Look through the entries below and show every line containing the word "NaturalReplySimulator".

====== Exercise data ======

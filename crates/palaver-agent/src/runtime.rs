// SPDX-FileCopyrightText: 2026 Palaver Contributors
// SPDX-License-Identifier: MIT OR Apache-2.0

//! Process wiring.
//!
//! [`RuntimeBuilder`] takes the external collaborators and the loaded
//! configuration and assembles the session manager, the ingestion and
//! reply path, and the operator-facing controls.

use std::sync::Arc;

use async_trait::async_trait;
use palaver_config::PalaverConfig;
use palaver_core::protocol::{MessageBatch, OutgoingContent};
use palaver_core::{
    BlobStore, CampaignDirectory, PalaverError, ProtocolClientFactory, ProtocolHandle,
    ReplyGenerator, StorageAdapter,
};
use palaver_session::{ManagerSettings, MessageEventHandler, ObserverHub, SessionManager};
use tracing::{debug, info, warn};

use crate::blob::LocalBlobStore;
use crate::chats::ChatControls;
use crate::decision::DecisionEngine;
use crate::dispatch::{DispatchPolicy, OutboundDispatcher, SentMessage};
use crate::ingest::IngestionPipeline;
use crate::media::MediaOffloader;
use crate::responder::AutoResponder;
use crate::timing::NaturalReplySimulator;

/// Campaign directory used when none is configured: nothing is warming.
struct NoCampaigns;

#[async_trait]
impl CampaignDirectory for NoCampaigns {
    async fn is_in_active_warming(&self, _session_id: &str) -> Result<bool, PalaverError> {
        Ok(false)
    }
}

/// Receives message batches from the session manager: ingest, then reply.
pub struct MessageRouter {
    pipeline: Arc<IngestionPipeline>,
    responder: Arc<AutoResponder>,
}

impl MessageRouter {
    pub fn new(pipeline: Arc<IngestionPipeline>, responder: Arc<AutoResponder>) -> Self {
        Self {
            pipeline,
            responder,
        }
    }
}

#[async_trait]
impl MessageEventHandler for MessageRouter {
    async fn on_messages(
        &self,
        session_id: &str,
        handle: Arc<dyn ProtocolHandle>,
        batch: MessageBatch,
    ) {
        let ingested = self.pipeline.ingest_batch(session_id, &handle, &batch).await;
        for message in ingested.into_iter().filter(|m| m.reply_eligible) {
            let responder = self.responder.clone();
            let handle = handle.clone();
            // Replies wait out a typing delay; never block the event pump on them.
            tokio::spawn(async move {
                match responder.respond(handle, &message).await {
                    Ok(outcome) => debug!(
                        session_id = %message.message.session_id,
                        chat = %message.message.chat_jid,
                        ?outcome,
                        "auto-reply handled"
                    ),
                    Err(e) => warn!(
                        session_id = %message.message.session_id,
                        chat = %message.message.chat_jid,
                        error = %e,
                        "auto-reply failed"
                    ),
                }
            });
        }
    }
}

pub struct RuntimeBuilder {
    config: PalaverConfig,
    storage: Option<Arc<dyn StorageAdapter>>,
    factory: Option<Arc<dyn ProtocolClientFactory>>,
    generator: Option<Arc<dyn ReplyGenerator>>,
    campaigns: Option<Arc<dyn CampaignDirectory>>,
    blobs: Option<Arc<dyn BlobStore>>,
    observers: Option<Arc<ObserverHub>>,
}

impl RuntimeBuilder {
    pub fn new(config: PalaverConfig) -> Self {
        Self {
            config,
            storage: None,
            factory: None,
            generator: None,
            campaigns: None,
            blobs: None,
            observers: None,
        }
    }

    pub fn storage(mut self, storage: Arc<dyn StorageAdapter>) -> Self {
        self.storage = Some(storage);
        self
    }

    pub fn protocol(mut self, factory: Arc<dyn ProtocolClientFactory>) -> Self {
        self.factory = Some(factory);
        self
    }

    pub fn generator(mut self, generator: Arc<dyn ReplyGenerator>) -> Self {
        self.generator = Some(generator);
        self
    }

    /// Defaults to a directory with no warming campaigns.
    pub fn campaigns(mut self, campaigns: Arc<dyn CampaignDirectory>) -> Self {
        self.campaigns = Some(campaigns);
        self
    }

    /// Defaults to a [`LocalBlobStore`] under `media.blob_dir`.
    pub fn blobs(mut self, blobs: Arc<dyn BlobStore>) -> Self {
        self.blobs = Some(blobs);
        self
    }

    pub fn observers(mut self, observers: Arc<ObserverHub>) -> Self {
        self.observers = Some(observers);
        self
    }

    pub fn build(self) -> Result<Runtime, PalaverError> {
        let storage = self
            .storage
            .ok_or_else(|| PalaverError::Config("runtime needs a storage adapter".into()))?;
        let factory = self
            .factory
            .ok_or_else(|| PalaverError::Config("runtime needs a protocol client factory".into()))?;
        let generator = self
            .generator
            .ok_or_else(|| PalaverError::Config("runtime needs a reply generator".into()))?;
        let campaigns = self
            .campaigns
            .unwrap_or_else(|| Arc::new(NoCampaigns) as Arc<dyn CampaignDirectory>);
        let config = self.config;
        let blobs = self.blobs.unwrap_or_else(|| {
            Arc::new(LocalBlobStore::new(&config.media.blob_dir)) as Arc<dyn BlobStore>
        });
        let observers = self.observers.unwrap_or_default();

        let sessions = SessionManager::new(
            storage.clone(),
            factory,
            observers.clone(),
            ManagerSettings::from(&config.connection),
        );

        let offloader = config.media.offload_images.then(|| {
            Arc::new(MediaOffloader::new(
                storage.clone(),
                blobs.clone(),
                config.media.clone(),
            ))
        });
        let dispatcher = Arc::new(OutboundDispatcher::new(
            storage.clone(),
            observers.clone(),
            offloader.clone(),
            DispatchPolicy::from(&config.dispatch),
        ));
        let chats = ChatControls::new(storage.clone(), observers.clone());
        let pipeline = Arc::new(IngestionPipeline::new(
            storage.clone(),
            observers.clone(),
            offloader,
        ));
        let simulator = NaturalReplySimulator::new(dispatcher.clone(), &config.reply)
            .with_sessions(sessions.clone());
        let responder = Arc::new(AutoResponder::new(
            storage.clone(),
            DecisionEngine::new(campaigns),
            generator,
            simulator,
            dispatcher.clone(),
            chats.clone(),
            Some(blobs),
            config.reply.clone(),
        ));

        sessions.set_message_handler(Arc::new(MessageRouter::new(
            pipeline.clone(),
            responder.clone(),
        )))?;

        Ok(Runtime {
            config,
            storage,
            sessions,
            dispatcher,
            chats,
            pipeline,
            responder,
        })
    }
}

/// A fully wired gateway.
pub struct Runtime {
    config: PalaverConfig,
    storage: Arc<dyn StorageAdapter>,
    sessions: SessionManager,
    dispatcher: Arc<OutboundDispatcher>,
    chats: ChatControls,
    pipeline: Arc<IngestionPipeline>,
    responder: Arc<AutoResponder>,
}

impl Runtime {
    pub fn builder(config: PalaverConfig) -> RuntimeBuilder {
        RuntimeBuilder::new(config)
    }

    pub fn config(&self) -> &PalaverConfig {
        &self.config
    }

    pub fn sessions(&self) -> &SessionManager {
        &self.sessions
    }

    pub fn dispatcher(&self) -> &Arc<OutboundDispatcher> {
        &self.dispatcher
    }

    pub fn chats(&self) -> &ChatControls {
        &self.chats
    }

    pub fn pipeline(&self) -> &Arc<IngestionPipeline> {
        &self.pipeline
    }

    pub fn responder(&self) -> &Arc<AutoResponder> {
        &self.responder
    }

    /// Resume every session that was live when the process last stopped.
    pub async fn start(&self) -> Result<usize, PalaverError> {
        let resumed = self.sessions.resume_all().await?;
        info!(resumed, "runtime started");
        Ok(resumed)
    }

    /// Send an operator message through a session's live connection.
    pub async fn send_message(
        &self,
        session_id: &str,
        to: &str,
        content: OutgoingContent,
    ) -> Result<SentMessage, PalaverError> {
        let handle = self.sessions.current_handle(session_id)?;
        self.dispatcher
            .send(handle.as_ref(), session_id, to, content, false)
            .await
    }

    /// End every live connection and close storage. Persisted statuses are
    /// left as they are so the next start resumes the same sessions.
    pub async fn shutdown(&self) -> Result<(), PalaverError> {
        self.sessions.shutdown().await;
        self.storage.close().await?;
        info!("runtime stopped");
        Ok(())
    }
}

======

Answer for this exercise
use crate::timing::NaturalReplySimulator;
        let simulator = NaturalReplySimulator::new(dispatcher.clone(), &config.reply)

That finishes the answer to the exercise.